GRAPHIC: Man accused of keeping 7-month-old daughter in hotel room with her dead mom and drugs, authorities say
GRAPHIC WARNING: Details in this story are disturbing.
SHARONVILLE, Ohio (WXIX/Gray News) - A man was arrested, accused of keeping his 7-month-old baby girl in the same hotel room with her dead mother’s body and not reporting the death, court records show.
Troy Mahaffey, 32, of College Hill, is held at the Hamilton County jail on charges of child endangering and failure to report a death.
Police said they found his girlfriend, 34-year-old Geri Mays, unresponsive on a bed when they conducted a well-check on her on Aug. 2 at Days Inn & Suites on Lebanon Road, according to a police incident report.
When officers first arrived, they said Mahaffey looked surprised to see them. They asked to speak with Mays, and Mahaffey told them “that’s what we just called for,” according to the incident report.
Mays was unresponsive on one of the two beds in the room, but he told police “she was passed out and then audibly laughed while saying it,” the report stated.
She died from a suspected drug overdose, court records show.
The baby, who is almost 8 months old, was found wearing a soiled onesie for a 3-month-old, according to an affidavit.
“She smelled of cigarette and marijuana smoke,” police wrote in the sworn statement.
The report said, “The formula inside her bottle was curdled, and she had an untreated diaper rash. (The baby’s) hair was matted and unkept as if she had not been bathed in quite some time. She was reluctant to straighten her legs as if she had been kept in a car seat for exorbitant periods of time. (The baby) never attempted to crawl or roll over when on the floor, which is inconsistent with age.”
First responders said Mays was found dead with “full rigor mortis with lividity present,” indicating she passed away several hours before police arrived.
Mahaffey claimed he found her only an hour or two before police arrived and “waited like 10 minutes” before trying to get help, according to the report. He also said he tried to put her in the tub “to try to bring her back and figure out what was wrong with her.”
He told police “she has cancer and that she was passed out and cold and blue,” the report stated.
In addition, he told police he did not have a car and claimed to have called “like 20 people despite earlier stating that his phone was dead,” the report reads.
Police determined Mahaffey gave evasive and “inconsistent” statements, the report said.
He also “never explicitly stated that he called the police or ambulance.”
Officers said Mahaffey “was a suspected drug dealer and had been selling drugs, specifically crack cocaine” to a man and woman who were in the hotel room and spent the night with him, Mays and their daughter, according to the report.

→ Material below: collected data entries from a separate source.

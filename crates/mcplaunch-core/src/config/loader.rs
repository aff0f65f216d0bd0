//! 统一环境变量加载逻辑
//!
//! Keeps the primary-then-alias fallback chain in one place.

use std::env;

fn lookup(primary: &str, aliases: &[&str]) -> Option<String> {
    env::var(primary)
        .ok()
        .or_else(|| aliases.iter().find_map(|a| env::var(a).ok()))
}

/// 从主变量或别名链读取环境变量，失败时使用默认值
pub fn env_or<F>(primary: &str, aliases: &[&str], default: F) -> String
where
    F: FnOnce() -> String,
{
    lookup(primary, aliases)
        .filter(|s| !s.is_empty())
        .unwrap_or_else(default)
}

/// 从主变量或别名链读取，返回 Option（空值视为未设置）
pub fn env_optional(primary: &str, aliases: &[&str]) -> Option<String> {
    lookup(primary, aliases).and_then(|s| {
        let s = s.trim().to_string();
        if s.is_empty() {
            None
        } else {
            Some(s)
        }
    })
}

/// 解析布尔型环境变量：0/false/no/off 为 false，其余为 true
pub fn env_bool(primary: &str, aliases: &[&str], default: bool) -> bool {
    match lookup(primary, aliases) {
        Some(s) => parse_bool(&s),
        None => default,
    }
}

pub(crate) fn parse_bool(s: &str) -> bool {
    !matches!(
        s.trim().to_lowercase().as_str(),
        "0" | "false" | "no" | "off"
    )
}
//! `mcplaunch check`: dry-run resolution of a profile.

use std::ffi::OsString;

use anyhow::Result;
use mcplaunch_core::config::{ProfileRegistry, RuntimeConfig};
use mcplaunch_runtime::env::EnvEdit;
use mcplaunch_runtime::launcher::{LaunchPlan, Launcher};

pub fn cmd_check(profile: &str, args: Vec<OsString>, json: bool) -> Result<i32> {
    let runtime = RuntimeConfig::from_env();
    let registry = ProfileRegistry::discover(&runtime)?;
    let config = registry.get(profile)?;
    let plan = Launcher::new(runtime).plan(config, args)?;

    if json {
        println!("{}", serde_json::to_string_pretty(&plan.to_json())?);
    } else {
        print!("{}", render(&plan));
    }
    Ok(0)
}

fn render(plan: &LaunchPlan) -> String {
    let mut out = String::new();
    out.push_str(&format!("profile:     {}\n", plan.profile));
    out.push_str(&format!("directory:   {}\n", plan.working_dir.display()));
    out.push_str(&format!("environment: {}\n", plan.environment));
    if let Some(ref prefix) = plan.prefix {
        out.push_str(&format!("prefix:      {}\n", prefix.display()));
    }
    for dir in &plan.bin_dirs {
        out.push_str(&format!("bin:         {}\n", dir.display()));
    }
    out.push_str(&format!("executable:  {}\n", plan.executable.display()));
    let argv: Vec<String> = plan
        .argv
        .iter()
        .map(|a| format!("{:?}", a.to_string_lossy()))
        .collect();
    out.push_str(&format!("arguments:   [{}]\n", argv.join(", ")));
    for edit in &plan.env {
        match edit {
            EnvEdit::Set(k, v) => out.push_str(&format!("  set   {}={}\n", k, v.to_string_lossy())),
            EnvEdit::Remove(k) => out.push_str(&format!("  unset {}\n", k)),
        }
    }
    out
}
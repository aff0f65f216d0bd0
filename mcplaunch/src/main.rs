fn main() {
    std::process::exit(mcplaunch::run_cli());
}
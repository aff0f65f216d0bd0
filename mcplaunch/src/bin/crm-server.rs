//! Launches the CRM MCP server (`crm_server.py`) in its conda environment.
//! Every argument is forwarded to the server unchanged.

fn main() {
    std::process::exit(mcplaunch::run_profile("crm-server"));
}
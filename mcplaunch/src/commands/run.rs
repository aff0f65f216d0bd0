//! `mcplaunch run` and the dedicated launchers.

use std::ffi::OsString;

use anyhow::Result;
use mcplaunch_core::config::{ProfileRegistry, RuntimeConfig};
use mcplaunch_runtime::launcher::{LaunchMode, Launcher};

/// Resolve `profile` and hand control to its target.
///
/// In replace mode this only returns on failure; otherwise it returns the
/// target's exit code.
pub fn launch_profile(profile: &str, args: Vec<OsString>) -> Result<i32> {
    let runtime = RuntimeConfig::from_env();
    let registry = ProfileRegistry::discover(&runtime)?;
    let config = registry.get(profile)?;
    let mode = LaunchMode::from_runtime(&runtime);
    let code = Launcher::new(runtime).launch(config, args, mode)?;
    Ok(code)
}
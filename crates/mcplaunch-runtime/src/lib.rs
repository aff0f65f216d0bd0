pub mod common;
pub mod env;
pub mod launcher;
pub mod runtime_resolver;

It goes on to say that “All parties had smoked crack cocaine last night, except for (Mahaffey) who smoked marijuana (with the child present).”
The couple privately admitted to police they arrived at the hotel the night before “and smoked crack and so did Mays.”
They said Mays had been awake at 5 a.m., and the man heard Mays and Mahaffey arguing and Mays complained her chest hurt. She refused an ambulance when she was asked if she needed one.
The couple said Mahaffey woke them up about 15 minutes before police arrived. They said they didn’t know she was dead but knew something was wrong because of the way Mahaffey was acting.
The couple said the well-check request may have come from someone in a nearby room because they were talking “very loudly.”
The baby was checked out by paramedics, taken to the police department and eventually released into the custody of child caseworkers at the Hamilton County Department of Job and Family Services, police records show.
Police determined the man and woman in the room with Mahaffey were wanted on capias warrants related to court orders or judgments.
The Hamilton County Heroin Task Force said they found narcotics, suspected narcotics and drug paraphernalia in the room, including loose white powder, a piece of folded paper containing white powder, a white plastic baggie of white powder suspected to be heroin, and Xanax pills, according to the police report.